The former UK prime minister said the move - which has now been scrapped - jeopardised the peace process.
The EU backtracked on a decision to use a Brexit deal clause to restrict exports of Covid-19 vaccines from crossing the Irish border into the rest of the UK late on Friday, following backlash from London, Dublin and Belfast.
The Nothern Ireland Protocol is designed to allow the free movement of goods from the EU into the territory, preventing the need for a hard border on the island of Ireland.
The EU initially triggered Article 16 of the protocol, which would have temporarily placed export controls on the movement of vaccines, in a bid to protect its own supplies amid its row with AstraZeneca over its supply contract.
Asked if the move was irresponsible, Mr Blair told Sky's Sophy Ridge on Sunday: “Yes, it was a very foolish thing to do and fortunately they withdrew it very quickly.”
The former PM said: "I was somebody who negotiated the Good Friday Agreement, it's brought peace to the island of Ireland and it is absolutely vital that we protect it.

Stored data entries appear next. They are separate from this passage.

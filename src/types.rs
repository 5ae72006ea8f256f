use chrono::NaiveDateTime;

/// The closed set of user-observable logical column types, plus the exchange-only types
/// (`Blob`, `RowId`, `Statement`) that can appear as an `Into`/`Use` adapter but never as a
/// dynamically described `Row` column. See the Logical Type Surface table.
#[derive(Debug, Clone, Copy, PartialEq, Eq, Hash)]
pub enum LogicalType {
    Char,
    String,
    Short,
    Integer,
    UnsignedLong,
    LongLong,
    Double,
    Date,
    Blob,
    RowId,
    Statement,
}

impl LogicalType {
    /// `true` for the subset of logical types a dynamically described `Row` column may
    /// carry (see §3, entity "Column properties"). Nested statements, blobs and row ids are
    /// exchange-only types: they always arrive through an explicitly bound `Into`, never
    /// through dynamic description.
    pub fn is_describable_column_type(self) -> bool {
        matches!(
            self,
            LogicalType::String
                | LogicalType::Date
                | LogicalType::Double
                | LogicalType::Integer
                | LogicalType::UnsignedLong
        )
    }
}

/// The closed tagged union of scalar payloads that stock `Into`/`Use` adapters convert to
/// and from user types. Grounded on the teacher's `AnyColumnBuffer` tagged union, but
/// holding a single scalar rather than a column of them -- `StockValue` is the per-cell
/// payload, vector adapters hold a `Vec` of these (or, for performance, a columnar
/// `Vec<u8>`/`Vec<i64>`/... keyed by the same `LogicalType` tag).
#[derive(Debug, Clone, PartialEq)]
pub enum StockValue {
    Char(u8),
    String(String),
    Short(i16),
    Integer(i32),
    UnsignedLong(u64),
    LongLong(i64),
    Double(f64),
    Date(NaiveDateTime),
    Blob(Vec<u8>),
}

impl StockValue {
    pub fn logical_type(&self) -> LogicalType {
        match self {
            StockValue::Char(_) => LogicalType::Char,
            StockValue::String(_) => LogicalType::String,
            StockValue::Short(_) => LogicalType::Short,
            StockValue::Integer(_) => LogicalType::Integer,
            StockValue::UnsignedLong(_) => LogicalType::UnsignedLong,
            StockValue::LongLong(_) => LogicalType::LongLong,
            StockValue::Double(_) => LogicalType::Double,
            StockValue::Date(_) => LogicalType::Date,
            StockValue::Blob(_) => LogicalType::Blob,
        }
    }
}

/// Column name, logical data type, and optional size/precision/scale/nullability,
/// populated by dynamic row description (see `Statement::execute`, step 4).
#[derive(Debug, Clone, PartialEq)]
pub struct ColumnProperties {
    pub name: String,
    pub logical_type: LogicalType,
    pub size: Option<usize>,
    pub precision: Option<u16>,
    pub scale: Option<u16>,
    pub nullable: Option<bool>,
}

impl ColumnProperties {
    pub fn new(name: impl Into<String>, logical_type: LogicalType) -> Self {
        ColumnProperties {
            name: name.into(),
            logical_type,
            size: None,
            precision: None,
            scale: None,
            nullable: None,
        }
    }
}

"That's why what the European Commission did was unacceptable but, as you say, fortunately they withdrew it very quickly."
Michael Gove has also welcomed the EU having "stepped back" from triggering the article, which Northern Ireland's First Minister Arlene Foster described as an "incredible act of hostility".
Despite criticism from the World Health Organisation, the EU is pushing ahead with placing export controls on vaccines made in the bloc - including supplies of the Pfizer/Biontech jab which is produced in Belgium.
It comes amid a bitter row over the delivery of the Oxford-Astrazeneca jab into the continent.